Under additional restrictions on the measure, the community of spaces to which the weaker analogue of the Lyapunov theorem extends widens. For instance, if one considers only measures of bounded variation, then according to a theorem of Uhl (see the last chapter of the book [13], and also the paper [60]), the convexity of the set \(\overline{\mu (\Sigma )}\) will hold for non-atomic measures taking values in any space with the Radon–Nikodým property (a class of Banach spaces that includes, in particular, all the reflexive spaces).

Comments on the Exercises

Section 18.1.2

Exercise 6. See [66]. As shown in [48], the set of extreme points of the closed unit ball of a reflexive space is not just uncountable, it cannot even have the “small balls property” (concerning this property, see the exercises of Subsection 11.2.1).

Exercise 7. See [3, Corollary 5.12 and Proposition 5.13].

Exercise 9. See [34, P. 15].

Exercise 10. The solution given here was communicated to us by Dirk Werner.
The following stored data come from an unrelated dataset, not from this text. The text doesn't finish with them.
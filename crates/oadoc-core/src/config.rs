use std::fs;
use std::path::Path;

use serde::Deserialize;

use crate::transform::TransformOptions;

/// Top-level project configuration loaded from `.oadoc.yaml`.
#[derive(Debug, Clone, Default, Deserialize)]
#[serde(default)]
pub struct OadocConfig {
    /// Input document. `None` reads stdin.
    pub input: Option<String>,
    /// Output file. `None` writes stdout.
    pub output: Option<String>,
    pub format: OutputFormat,
    pub theme: Theme,
    /// Template directory overriding the built-in theme.
    pub templates: Option<String>,
    pub transform: TransformOptions,
}

/// Serialization format for `oadoc build`.
#[derive(Debug, Clone, Copy, Default, PartialEq, Eq, Deserialize)]
#[serde(rename_all = "snake_case")]
pub enum OutputFormat {
    #[default]
    Json,
    Yaml,
}

/// Built-in template set used when no template directory is given.
#[derive(Debug, Clone, Copy, Default, PartialEq, Eq, Deserialize)]
#[serde(rename_all = "snake_case")]
pub enum Theme {
    #[default]
    Markdown,
    Html,
}

/// What to do when a `$ref` cannot be resolved.
#[derive(Debug, Clone, Copy, Default, PartialEq, Eq, Deserialize)]
#[serde(rename_all = "snake_case")]
pub enum RefPolicy {
    /// Degrade silently.
    Ignore,
    /// Degrade and log a warning.
    #[default]
    Warn,
    /// Abort the transform.
    Error,
}

/// Default config file name.
pub const CONFIG_FILE_NAME: &str = ".oadoc.yaml";

/// Load config from a YAML file. Returns `None` if the file doesn't exist.
pub fn load_config(path: &Path) -> Result<Option<OadocConfig>, String> {
    if !path.exists() {
        return Ok(None);
    }
    let content = fs::read_to_string(path)
        .map_err(|e| format!("failed to read config {}: {}", path.display(), e))?;
    let config: OadocConfig = serde_yaml_ng::from_str(&content)
        .map_err(|e| format!("failed to parse config {}: {}", path.display(), e))?;
    Ok(Some(config))
}

/// Generate the default config file content.
pub fn default_config_content() -> &'static str {
    r#"# oadoc configuration
input: openapi.yaml
# output: docs/api.md   # omit to write to stdout
format: json            # json | yaml (page IR format for `oadoc build`)
theme: markdown         # markdown | html
# templates: templates  # directory with index.j2 + one partial per block type

transform:
  unresolved_refs: warn     # ignore | warn | error
  path_parameters: false    # prepend path-level parameters to each operation
  inherit_security: false   # use document-level security when an operation has none
"#
}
Suppose that for some operator \(T \in L(X)\) it holds that \(\Vert {I\pm T}\Vert \leqslant 1\). Then \(\Vert {I^* \pm T^*}\Vert \leqslant 1\), and for any \(x^* \in \mathrm{ext}\,\overline{B}_{X^*}\) we have \(\Vert {x^* \pm T^* x^*}\Vert \leqslant 1\). By the definition of an extreme point, this means that \(T^* x^* = 0\). Thus, we have proved that \(T^*\) maps into 0 all extreme points of the ball \(\overline{B}_{X^*}\), and so \(T^* = 0\). Consequently, \(T = 0\), too.

Exercise 11. Use the previous exercise and Exercise 6 of Subsection 11.1.1.

Section 18.2.1

Exercise 3. By Milyutin’s theorem (see the monograph [33]), if \(K_1\) and \(K_2\) are uncountable metrizable compact spaces, then the spaces \(C(K_1)\) and \(C(K_2)\) are isomorphic. For the concrete case \(K_1 = [0,1]\) and \(K_2 = [0,1] \cup \{2\}\) the corresponding isomorphism of C[0, 1] and \(C(K_2)\) can be given without appealing to the highly non-trivial Milutin’s construction. Namely, one finds in C[0, 1] a subspace X isomorphic to \(c_0\) (for any sequence of functions \(f_n \in S_{C[0,1]}\) with disjoint supports, \(X = \overline{\mathrm{Lin}}\{f_n\}\) is a subspace of C[0, 1] isometric to \(c_0\)), then one represents C[0, 1] as a direct sum of the form \(X \oplus Y\), writing \(C(K_2) = \mathrm{Lin}\{\mathbbm {1}_{\{2\}}\} \oplus C[0,1] = \mathrm{Lin} \{\mathbbm {1}_{\{2\}}\} \oplus X \oplus Y\), and finally one proves (using the shift operator) that \(\mathrm{Lin} \{\mathbbm {1}_{\{2\}}\} \oplus X\) is isomorphic to \(c_0\), and thus is isomorphic to X.